* MATERIAL PROVIDED *
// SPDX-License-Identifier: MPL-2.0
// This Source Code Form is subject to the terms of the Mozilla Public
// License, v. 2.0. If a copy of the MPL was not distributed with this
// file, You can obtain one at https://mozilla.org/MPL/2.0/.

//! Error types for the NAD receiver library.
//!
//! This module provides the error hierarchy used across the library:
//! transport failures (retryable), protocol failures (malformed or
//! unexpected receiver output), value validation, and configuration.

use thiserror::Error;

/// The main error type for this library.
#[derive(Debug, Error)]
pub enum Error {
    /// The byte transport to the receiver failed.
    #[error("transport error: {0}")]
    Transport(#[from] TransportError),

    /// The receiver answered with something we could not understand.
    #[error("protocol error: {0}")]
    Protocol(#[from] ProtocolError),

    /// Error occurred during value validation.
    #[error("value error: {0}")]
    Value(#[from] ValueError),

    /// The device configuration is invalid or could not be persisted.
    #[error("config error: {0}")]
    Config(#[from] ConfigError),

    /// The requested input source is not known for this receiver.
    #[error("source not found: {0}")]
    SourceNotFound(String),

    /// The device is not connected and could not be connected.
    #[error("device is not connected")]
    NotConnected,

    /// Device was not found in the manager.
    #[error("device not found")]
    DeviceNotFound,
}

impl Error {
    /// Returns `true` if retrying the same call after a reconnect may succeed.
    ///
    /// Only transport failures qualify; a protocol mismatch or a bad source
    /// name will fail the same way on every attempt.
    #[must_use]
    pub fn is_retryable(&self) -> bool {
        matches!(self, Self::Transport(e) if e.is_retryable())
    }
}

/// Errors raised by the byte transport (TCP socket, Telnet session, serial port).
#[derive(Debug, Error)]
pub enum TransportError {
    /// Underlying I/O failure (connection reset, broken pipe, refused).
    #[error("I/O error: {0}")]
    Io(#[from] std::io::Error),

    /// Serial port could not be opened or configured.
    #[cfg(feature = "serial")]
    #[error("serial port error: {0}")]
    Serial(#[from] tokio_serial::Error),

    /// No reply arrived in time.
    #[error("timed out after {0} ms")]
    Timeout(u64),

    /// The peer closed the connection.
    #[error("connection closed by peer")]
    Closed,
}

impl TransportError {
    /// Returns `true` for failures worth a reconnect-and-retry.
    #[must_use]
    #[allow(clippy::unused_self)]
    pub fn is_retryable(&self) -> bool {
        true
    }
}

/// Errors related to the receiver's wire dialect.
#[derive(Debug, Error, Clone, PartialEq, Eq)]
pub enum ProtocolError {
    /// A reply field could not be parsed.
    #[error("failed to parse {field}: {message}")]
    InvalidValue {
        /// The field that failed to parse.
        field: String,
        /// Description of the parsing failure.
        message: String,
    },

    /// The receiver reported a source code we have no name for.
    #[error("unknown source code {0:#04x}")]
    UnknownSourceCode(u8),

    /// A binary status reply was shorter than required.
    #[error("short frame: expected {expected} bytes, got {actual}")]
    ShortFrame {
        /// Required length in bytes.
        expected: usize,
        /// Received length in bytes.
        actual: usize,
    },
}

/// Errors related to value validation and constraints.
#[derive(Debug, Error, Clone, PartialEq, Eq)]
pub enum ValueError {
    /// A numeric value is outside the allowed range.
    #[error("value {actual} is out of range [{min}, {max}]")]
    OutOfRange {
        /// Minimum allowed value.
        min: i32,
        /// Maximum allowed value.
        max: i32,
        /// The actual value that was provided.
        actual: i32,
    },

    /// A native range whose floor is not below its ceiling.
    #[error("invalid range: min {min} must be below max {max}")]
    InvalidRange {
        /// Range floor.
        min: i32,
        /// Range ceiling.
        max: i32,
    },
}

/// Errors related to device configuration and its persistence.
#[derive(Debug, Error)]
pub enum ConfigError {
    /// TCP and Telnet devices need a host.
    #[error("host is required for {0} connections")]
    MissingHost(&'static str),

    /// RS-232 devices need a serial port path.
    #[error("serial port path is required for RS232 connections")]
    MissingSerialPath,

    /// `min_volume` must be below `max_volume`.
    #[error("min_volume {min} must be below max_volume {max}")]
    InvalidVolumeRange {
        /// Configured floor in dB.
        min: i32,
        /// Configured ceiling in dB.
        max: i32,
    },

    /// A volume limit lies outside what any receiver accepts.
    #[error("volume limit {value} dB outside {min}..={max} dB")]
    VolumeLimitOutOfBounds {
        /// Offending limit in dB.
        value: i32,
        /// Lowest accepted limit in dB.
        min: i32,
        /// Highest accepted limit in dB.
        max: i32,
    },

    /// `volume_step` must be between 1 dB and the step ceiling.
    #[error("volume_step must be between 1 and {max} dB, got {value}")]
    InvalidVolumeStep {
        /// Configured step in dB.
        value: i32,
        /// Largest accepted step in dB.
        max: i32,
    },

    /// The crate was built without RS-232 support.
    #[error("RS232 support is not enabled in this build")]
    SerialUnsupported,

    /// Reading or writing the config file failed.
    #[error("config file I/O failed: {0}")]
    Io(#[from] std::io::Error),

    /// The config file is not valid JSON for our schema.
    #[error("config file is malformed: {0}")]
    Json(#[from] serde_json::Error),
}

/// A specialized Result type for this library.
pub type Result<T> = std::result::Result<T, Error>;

* PROBLEM STATEMENT *
Transcribe the entries above so that nothing in them differs from the original.

* RESPONSE BELOW *
// SPDX-License-Identifier: MPL-2.0
// This Source Code Form is subject to the terms of the Mozilla Public
// License, v. 2.0. If a copy of the MPL was not distributed with this
// file, You can obtain one at https://mozilla.org/MPL/2.0/.

//! Error types for the NAD receiver library.
//!
//! This module provides the error hierarchy used across the library:
//! transport failures (retryable), protocol failures (malformed or
//! unexpected receiver output), value validation, and configuration.

use thiserror::Error;

/// The main error type for this library.
#[derive(Debug, Error)]
pub enum Error {
    /// The byte transport to the receiver failed.
    #[error("transport error: {0}")]
    Transport(#[from] TransportError),

    /// The receiver answered with something we could not understand.
    #[error("protocol error: {0}")]
    Protocol(#[from] ProtocolError),

    /// Error occurred during value validation.
    #[error("value error: {0}")]
    Value(#[from] ValueError),

    /// The device configuration is invalid or could not be persisted.
    #[error("config error: {0}")]
    Config(#[from] ConfigError),

    /// The requested input source is not known for this receiver.
    #[error("source not found: {0}")]
    SourceNotFound(String),

    /// The device is not connected and could not be connected.
    #[error("device is not connected")]
    NotConnected,

    /// Device was not found in the manager.
    #[error("device not found")]
    DeviceNotFound,
}

impl Error {
    /// Returns `true` if retrying the same call after a reconnect may succeed.
    ///
    /// Only transport failures qualify; a protocol mismatch or a bad source
    /// name will fail the same way on every attempt.
    #[must_use]
    pub fn is_retryable(&self) -> bool {
        matches!(self, Self::Transport(e) if e.is_retryable())
    }
}

/// Errors raised by the byte transport (TCP socket, Telnet session, serial port).
#[derive(Debug, Error)]
pub enum TransportError {
    /// Underlying I/O failure (connection reset, broken pipe, refused).
    #[error("I/O error: {0}")]
    Io(#[from] std::io::Error),

    /// Serial port could not be opened or configured.
    #[cfg(feature = "serial")]
    #[error("serial port error: {0}")]
    Serial(#[from] tokio_serial::Error),

    /// No reply arrived in time.
    #[error("timed out after {0} ms")]
    Timeout(u64),

    /// The peer closed the connection.
    #[error("connection closed by peer")]
    Closed,
}

impl TransportError {
    /// Returns `true` for failures worth a reconnect-and-retry.
    #[must_use]
    #[allow(clippy::unused_self)]
    pub fn is_retryable(&self) -> bool {
        true
    }
}

/// Errors related to the receiver's wire dialect.
#[derive(Debug, Error, Clone, PartialEq, Eq)]
pub enum ProtocolError {
    /// A reply field could not be parsed.
    #[error("failed to parse {field}: {message}")]
    InvalidValue {
        /// The field that failed to parse.
        field: String,
        /// Description of the parsing failure.
        message: String,
    },

    /// The receiver reported a source code we have no name for.
    #[error("unknown source code {0:#04x}")]
    UnknownSourceCode(u8),

    /// A binary status reply was shorter than required.
    #[error("short frame: expected {expected} bytes, got {actual}")]
    ShortFrame {
        /// Required length in bytes.
        expected: usize,
        /// Received length in bytes.
        actual: usize,
    },
}

/// Errors related to value validation and constraints.
#[derive(Debug, Error, Clone, PartialEq, Eq)]
pub enum ValueError {
    /// A numeric value is outside the allowed range.
    #[error("value {actual} is out of range [{min}, {max}]")]
    OutOfRange {
        /// Minimum allowed value.
        min: i32,
        /// Maximum allowed value.
        max: i32,
        /// The actual value that was provided.
        actual: i32,
    },

    /// A native range whose floor is not below its ceiling.
    #[error("invalid range: min {min} must be below max {max}")]
    InvalidRange {
        /// Range floor.
        min: i32,
        /// Range ceiling.
        max: i32,
    },
}

/// Errors related to device configuration and its persistence.
#[derive(Debug, Error)]
pub enum ConfigError {
    /// TCP and Telnet devices need a host.
    #[error("host is required for {0} connections")]
    MissingHost(&'static str),

    /// RS-232 devices need a serial port path.
    #[error("serial port path is required for RS232 connections")]
    MissingSerialPath,

    /// `min_volume` must be below `max_volume`.
    #[error("min_volume {min} must be below max_volume {max}")]
    InvalidVolumeRange {
        /// Configured floor in dB.
        min: i32,
        /// Configured ceiling in dB.
        max: i32,
    },

    /// A volume limit lies outside what any receiver accepts.
    #[error("volume limit {value} dB outside {min}..={max} dB")]
    VolumeLimitOutOfBounds {
        /// Offending limit in dB.
        value: i32,
        /// Lowest accepted limit in dB.
        min: i32,
        /// Highest accepted limit in dB.
        max: i32,
    },

    /// `volume_step` must be between 1 dB and the step ceiling.
    #[error("volume_step must be between 1 and {max} dB, got {value}")]
    InvalidVolumeStep {
        /// Configured step in dB.
        value: i32,
        /// Largest accepted step in dB.
        max: i32,
    },

    /// The crate was built without RS-232 support.
    #[error("RS232 support is not enabled in this build")]
    SerialUnsupported,

    /// Reading or writing the config file failed.
    #[error("config file I/O failed: {0}")]
    Io(#[from] std::io::Error),

    /// The config file is not valid JSON for our schema.
    #[error("config file is malformed: {0}")]
    Json(#[from] serde_json::Error),
}

/// A specialized Result type for this library.
pub type Result<T> = std::result::Result<T, Error>;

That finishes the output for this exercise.